Thanks for taking the time and effort to carefully review our paper and give us suggestions. We highly value each of your comments, and all your questions are addressed point by point:

Q1. Our research has three main contributions. Firstly, we propose decentralized self-supervised learning based on real-world needs, and our method is the first work in this direction. Secondly, we are also the first to train transformers with limited resources in the decentralized scenario. Our method thus takes advantage over other methods on accuracy. Thirdly, we propose a new training framework that emphasizes training performance, distinguished from other decentralized methods in local training and client selection.

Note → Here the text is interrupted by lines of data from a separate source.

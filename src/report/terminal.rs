//! Terminal reporter with colored output, grouped by file
//!
//! Based on Rust compiler diagnostic design (RFC 1644)

use crate::analysis::{Confidence, Finding};
use crate::report::{display_path, palette};
use colored::Colorize;
use std::collections::BTreeMap;
use std::path::{Path, PathBuf};

pub struct TerminalReporter {
    show_confidence: bool,
    base_path: Option<PathBuf>,
}

impl TerminalReporter {
    pub fn new() -> Self {
        Self {
            show_confidence: true,
            base_path: None,
        }
    }

    pub fn with_confidence(mut self, show: bool) -> Self {
        self.show_confidence = show;
        self
    }

    pub fn with_base_path(mut self, base: PathBuf) -> Self {
        self.base_path = Some(base);
        self
    }

    pub fn report(&self, findings: &[Finding]) {
        if findings.is_empty() {
            println!("{}", "No AdServices lint issues found!".green().bold());
            return;
        }

        let mut by_file: BTreeMap<&Path, Vec<&Finding>> = BTreeMap::new();
        for finding in findings {
            by_file
                .entry(finding.location.file.as_path())
                .or_default()
                .push(finding);
        }

        println!();
        println!(
            "Found {} issues:",
            palette::count(findings.len())
        );
        println!();

        if self.show_confidence {
            self.print_legend();
        }

        for (file, mut items) in by_file {
            println!(
                "{}",
                palette::path(&display_path(file, self.base_path.as_deref()))
            );
            items.sort_by_key(|f| (f.location.line, f.location.column));
            for item in items {
                self.print_item(item);
            }
            println!();
        }
    }

    fn print_legend(&self) {
        println!("{}", "Confidence Legend:".dimmed());
        let entries: Vec<String> = [Confidence::High, Confidence::Medium, Confidence::Low]
            .into_iter()
            .map(|c| format!("{} {}", palette::confidence(c), c.as_str().dimmed()))
            .collect();
        println!("  {}", entries.join("  "));
        println!();
    }

    fn print_item(&self, item: &Finding) {
        let confidence = if self.show_confidence {
            format!("{} ", palette::confidence(item.confidence))
        } else {
            String::new()
        };

        println!(
            "  {}{} {} [{}] {}",
            confidence,
            palette::position(item.location.line, item.location.column),
            palette::severity(item.severity),
            palette::rule(item.issue),
            item.message
        );
        println!(
            "    {} {} '{}'",
            "→".dimmed(),
            item.issue.name().dimmed(),
            palette::subject(&item.subject)
        );
    }
}

impl Default for TerminalReporter {
    fn default() -> Self {
        Self::new()
    }
}
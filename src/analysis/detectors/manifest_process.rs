use super::Detector;
use crate::analysis::{Finding, LintIssue};
use crate::config::ManifestConfig;
use crate::graph::Graph;

/// BC003: AdServices components must run in the AdServices process
pub struct ManifestProcessDetector {
    config: ManifestConfig,
}

impl ManifestProcessDetector {
    pub fn new(config: ManifestConfig) -> Self {
        Self { config }
    }
}

impl Detector for ManifestProcessDetector {
    fn name(&self) -> &'static str {
        "manifest-process"
    }

    fn issues(&self) -> &'static [LintIssue] {
        &[LintIssue::ManifestProcess]
    }

    fn detect(&self, graph: &Graph) -> Vec<Finding> {
        let issue = LintIssue::ManifestProcess;
        let mut findings = Vec::new();

        for component in graph.manifest_components() {
            let Some(name) = &component.name else {
                continue;
            };
            if !name.starts_with(&self.config.package_prefix) {
                continue;
            }
            if component
                .ignored
                .iter()
                .any(|id| id == issue.name() || id.eq_ignore_ascii_case(issue.code()) || id == "all")
            {
                continue;
            }

            let message = match component.process.as_deref() {
                Some(process) if process == self.config.required_process => continue,
                Some(process) => format!(
                    "<{}> {} runs in process '{}' but must declare android:process=\"{}\"",
                    component.tag, name, process, self.config.required_process
                ),
                None => format!(
                    "<{}> {} must declare android:process=\"{}\"",
                    component.tag, name, self.config.required_process
                ),
            };
            findings.push(
                Finding::new(issue, component.location.clone(), name).with_message(message),
            );
        }

        findings
    }
}
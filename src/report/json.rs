//! JSON reporter for machine consumption

use crate::analysis::{Confidence, Finding, Severity};
use crate::report::aggregator::ResultStats;
use miette::{IntoDiagnostic, Result};
use serde::Serialize;
use std::collections::BTreeMap;
use std::path::PathBuf;

#[derive(Serialize)]
struct JsonReport<'a> {
    version: &'static str,
    total_issues: usize,
    summary: JsonSummary,
    issues: Vec<JsonIssue<'a>>,
}

#[derive(Serialize)]
struct JsonSummary {
    errors: usize,
    warnings: usize,
    infos: usize,
    files_affected: usize,
    by_rule: BTreeMap<&'static str, usize>,
}

#[derive(Serialize)]
struct JsonIssue<'a> {
    code: &'static str,
    name: &'static str,
    category: &'static str,
    severity: Severity,
    confidence: Confidence,
    file: String,
    line: usize,
    column: usize,
    subject: &'a str,
    message: &'a str,
}

pub struct JsonReporter {
    output_path: Option<PathBuf>,
}

impl JsonReporter {
    pub fn new(output_path: Option<PathBuf>) -> Self {
        Self { output_path }
    }

    /// Write the report to the output file, or stdout when none is set
    pub fn report(&self, findings: &[Finding]) -> Result<()> {
        let json = Self::render(findings)?;
        match &self.output_path {
            Some(path) => {
                std::fs::write(path, json).into_diagnostic()?;
                eprintln!("JSON report written to: {}", path.display());
            }
            None => println!("{}", json),
        }
        Ok(())
    }

    fn render(findings: &[Finding]) -> Result<String> {
        let stats = ResultStats::from_findings(findings);
        let report = JsonReport {
            version: env!("CARGO_PKG_VERSION"),
            total_issues: findings.len(),
            summary: JsonSummary {
                errors: stats.errors,
                warnings: stats.warnings,
                infos: stats.infos,
                files_affected: stats.files_affected,
                by_rule: stats
                    .by_rule
                    .iter()
                    .map(|(issue, count)| (issue.code(), *count))
                    .collect(),
            },
            issues: findings
                .iter()
                .map(|f| JsonIssue {
                    code: f.issue.code(),
                    name: f.issue.name(),
                    category: f.issue.category(),
                    severity: f.severity,
                    confidence: f.confidence,
                    file: f.location.file.display().to_string(),
                    line: f.location.line,
                    column: f.location.column,
                    subject: &f.subject,
                    message: &f.message,
                })
                .collect(),
        };
        serde_json::to_string_pretty(&report).into_diagnostic()
    }
}
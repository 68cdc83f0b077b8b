//! AndroidManifest.xml reader
//!
//! Only the pieces the manifest rules look at are extracted: the manifest
//! package and every application component with its process attribute.

use super::common::{ParseError, ParseResult, Parser};
use crate::graph::{Language, Location, ManifestComponent};
use quick_xml::events::{BytesStart, Event};
use quick_xml::Reader;
use std::path::Path;

const COMPONENT_TAGS: &[&str] = &["activity", "activity-alias", "service", "receiver", "provider"];

pub struct ManifestParser;

impl ManifestParser {
    pub fn new() -> Self {
        Self
    }
}

impl Default for ManifestParser {
    fn default() -> Self {
        Self::new()
    }
}

impl Parser for ManifestParser {
    fn parse(&self, path: &Path, contents: &str) -> Result<ParseResult, ParseError> {
        let mut result = ParseResult::new(path, Language::Xml);
        let mut reader = Reader::from_str(contents);
        reader.config_mut().trim_text(true);

        let mut package: Option<String> = None;
        let mut in_application = false;

        loop {
            let event = reader.read_event().map_err(|e| ParseError::Xml {
                path: path.to_path_buf(),
                message: e.to_string(),
            })?;
            let end = usize::try_from(reader.buffer_position()).unwrap_or(contents.len());

            match event {
                Event::Start(ref tag) | Event::Empty(ref tag) => {
                    let is_empty = matches!(event, Event::Empty(_));
                    let name = tag_name(tag);
                    match name.as_str() {
                        "manifest" => {
                            package = attribute(tag, "package");
                            result.file.package = package.clone();
                        }
                        "application" => in_application = !is_empty,
                        n if in_application && COMPONENT_TAGS.contains(&n) => {
                            let component_name = attribute(tag, "android:name")
                                .or_else(|| attribute(tag, "android:targetActivity"));
                            result.manifest_components.push(ManifestComponent {
                                tag: name.clone(),
                                name: component_name
                                    .map(|n| qualify(&n, package.as_deref())),
                                process: attribute(tag, "android:process"),
                                ignored: attribute(tag, "tools:ignore")
                                    .map(|v| v.split(',').map(|s| s.trim().to_string()).collect())
                                    .unwrap_or_default(),
                                location: tag_location(path, contents, end),
                            });
                        }
                        _ => {}
                    }
                }
                Event::End(ref tag) => {
                    if tag.name().as_ref() == b"application" {
                        in_application = false;
                    }
                }
                Event::Eof => break,
                _ => {}
            }
        }

        Ok(result)
    }
}

fn tag_name(tag: &BytesStart<'_>) -> String {
    String::from_utf8_lossy(tag.name().as_ref()).into_owned()
}

/// Raw attribute value; manifests rarely carry entities worth decoding
fn attribute(tag: &BytesStart<'_>, key: &str) -> Option<String> {
    tag.attributes()
        .flatten()
        .find(|attr| attr.key.as_ref() == key.as_bytes())
        .map(|attr| String::from_utf8_lossy(&attr.value).into_owned())
}

/// Expand `.Foo` and bare `Foo` against the manifest package
fn qualify(name: &str, package: Option<&str>) -> String {
    match package {
        Some(pkg) if name.starts_with('.') => format!("{}{}", pkg, name),
        Some(pkg) if !name.is_empty() && !name.contains('.') => format!("{}.{}", pkg, name),
        _ => name.to_string(),
    }
}

/// Locate the `<` that opened the tag ending at byte `end`
fn tag_location(path: &Path, contents: &str, end: usize) -> Location {
    let end = end.min(contents.len());
    let start = contents
        .get(..end)
        .and_then(|head| head.rfind('<'))
        .unwrap_or(0);
    let before = &contents[..start];
    let line = before.matches('\n').count() + 1;
    let column = start - before.rfind('\n').map(|i| i + 1).unwrap_or(0) + 1;
    Location::new(path.to_path_buf(), line, column, start, end)
}
//! Completeness check for Room auto-migration chains

use std::fmt;

/// One declared schema transition, `@AutoMigration(from, to)`
#[derive(Debug, Clone, Copy, PartialEq, Eq, PartialOrd, Ord, Hash)]
pub struct MigrationEdge {
    pub from: i64,
    pub to: i64,
}

impl MigrationEdge {
    pub fn new(from: i64, to: i64) -> Self {
        Self { from, to }
    }
}

impl fmt::Display for MigrationEdge {
    fn fmt(&self, f: &mut fmt::Formatter<'_>) -> fmt::Result {
        write!(f, "{} -> {}", self.from, self.to)
    }
}

/// First point where a migration chain breaks
#[derive(Debug, Clone, Copy, PartialEq, Eq)]
pub enum PathDefect {
    /// Edge found where `expected_from -> expected_from + 1` was required
    UnexpectedEdge {
        expected_from: i64,
        edge: MigrationEdge,
    },
    /// Every edge chained but the chain stops before the target
    EndsEarly { reached: i64, target: i64 },
    /// The chain runs past the target version
    Overshoots { reached: i64, target: i64 },
}

impl fmt::Display for PathDefect {
    fn fmt(&self, f: &mut fmt::Formatter<'_>) -> fmt::Result {
        match self {
            PathDefect::UnexpectedEdge {
                expected_from,
                edge,
            } => write!(
                f,
                "expected a migration {} -> {} but found {}",
                expected_from,
                expected_from + 1,
                edge
            ),
            PathDefect::EndsEarly { reached, target } => write!(
                f,
                "migrations stop at version {}; missing {} -> {}",
                reached,
                reached,
                (reached + 1).min(*target)
            ),
            PathDefect::Overshoots { reached, target } => write!(
                f,
                "migrations reach version {} past the declared version {}",
                reached, target
            ),
        }
    }
}

/// Check that `edges` are exactly `1 -> 2, 2 -> 3, ..., (target - 1) -> target`
/// in any order
pub fn check(edges: &[MigrationEdge], target: i64) -> Result<(), PathDefect> {
    let mut sorted = edges.to_vec();
    sorted.sort_by_key(|e| e.from);

    let mut counter = 1;
    for edge in sorted {
        if edge.from != counter || edge.to != counter + 1 {
            return Err(PathDefect::UnexpectedEdge {
                expected_from: counter,
                edge,
            });
        }
        counter += 1;
    }

    if counter < target {
        Err(PathDefect::EndsEarly {
            reached: counter,
            target,
        })
    } else if counter > target {
        Err(PathDefect::Overshoots {
            reached: counter,
            target,
        })
    } else {
        Ok(())
    }
}

pub fn validate(edges: &[MigrationEdge], target: i64) -> bool {
    check(edges, target).is_ok()
}

#[cfg(test)]
mod tests {
    use super::*;

    fn edges(pairs: &[(i64, i64)]) -> Vec<MigrationEdge> {
        pairs.iter().map(|&(f, t)| MigrationEdge::new(f, t)).collect()
    }

    #[test]
    fn test_version_one_needs_no_edges() {
        assert!(validate(&[], 1));
    }

    #[test]
    fn test_complete_chains() {
        assert!(validate(&edges(&[(1, 2)]), 2));
        assert!(validate(&edges(&[(1, 2), (2, 3)]), 3));
    }

    #[test]
    fn test_order_does_not_matter() {
        assert!(validate(&edges(&[(2, 3), (1, 2)]), 3));
        assert!(validate(&edges(&[(3, 4), (1, 2), (2, 3)]), 4));
    }

    #[test]
    fn test_short_chain() {
        assert!(!validate(&edges(&[(1, 2), (2, 3)]), 4));
        assert_eq!(
            check(&edges(&[(1, 2), (2, 3)]), 4),
            Err(PathDefect::EndsEarly {
                reached: 3,
                target: 4
            })
        );
        assert!(!validate(&[], 2));
    }

    #[test]
    fn test_duplicates_fail() {
        assert_eq!(
            check(&edges(&[(1, 2), (1, 2)]), 3),
            Err(PathDefect::UnexpectedEdge {
                expected_from: 2,
                edge: MigrationEdge::new(1, 2)
            })
        );
    }

    #[test]
    fn test_skipping_edges_fail() {
        assert!(!validate(&edges(&[(1, 3)]), 3));
        assert!(!validate(&edges(&[(1, 2), (3, 4)]), 4));
    }

    #[test]
    fn test_descending_edge_fails() {
        assert!(!validate(&edges(&[(1, 2), (2, 1)]), 2));
    }

    #[test]
    fn test_edges_beyond_target_fail() {
        assert_eq!(
            check(&edges(&[(1, 2)]), 1),
            Err(PathDefect::Overshoots {
                reached: 2,
                target: 1
            })
        );
    }

    #[test]
    fn test_defect_messages() {
        let defect = check(&edges(&[(1, 3)]), 3).unwrap_err();
        assert_eq!(defect.to_string(), "expected a migration 1 -> 2 but found 1 -> 3");

        let defect = check(&edges(&[(1, 2)]), 3).unwrap_err();
        assert_eq!(defect.to_string(), "migrations stop at version 2; missing 2 -> 3");
    }
}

Q2. We did not compare ours with client selection in federated learning as they are different not only in who initiates the selection but also in the range of selection. Specifically, in federated learning, the server selects the clients that will participate in training from all clients. Whereas in decentralized scenario, each participating client selects a neighbor from the connected clients at the end of training.
Q3. Corollary 1 in section 3.2 establishes that the pre-training performance is primarily influenced by the data volume on selected clients at each training step, so we prioritize those clients with more data in our client selection. We would like to clarify that not all models can be linear approximated. Our model satisfies linear approximation because of the fixed point, i.e. encoder and decoder will output full-black image after inputting full-black image (0 vectors). Furthermore, we can allow the higher-order approximation error because our focus is on understanding the parameters affecting the optimal training solution rather than giving a rigorous proof of the linear mapping. We appreciate your feedback on the lack of convergence analysis and will add this to the revised paper.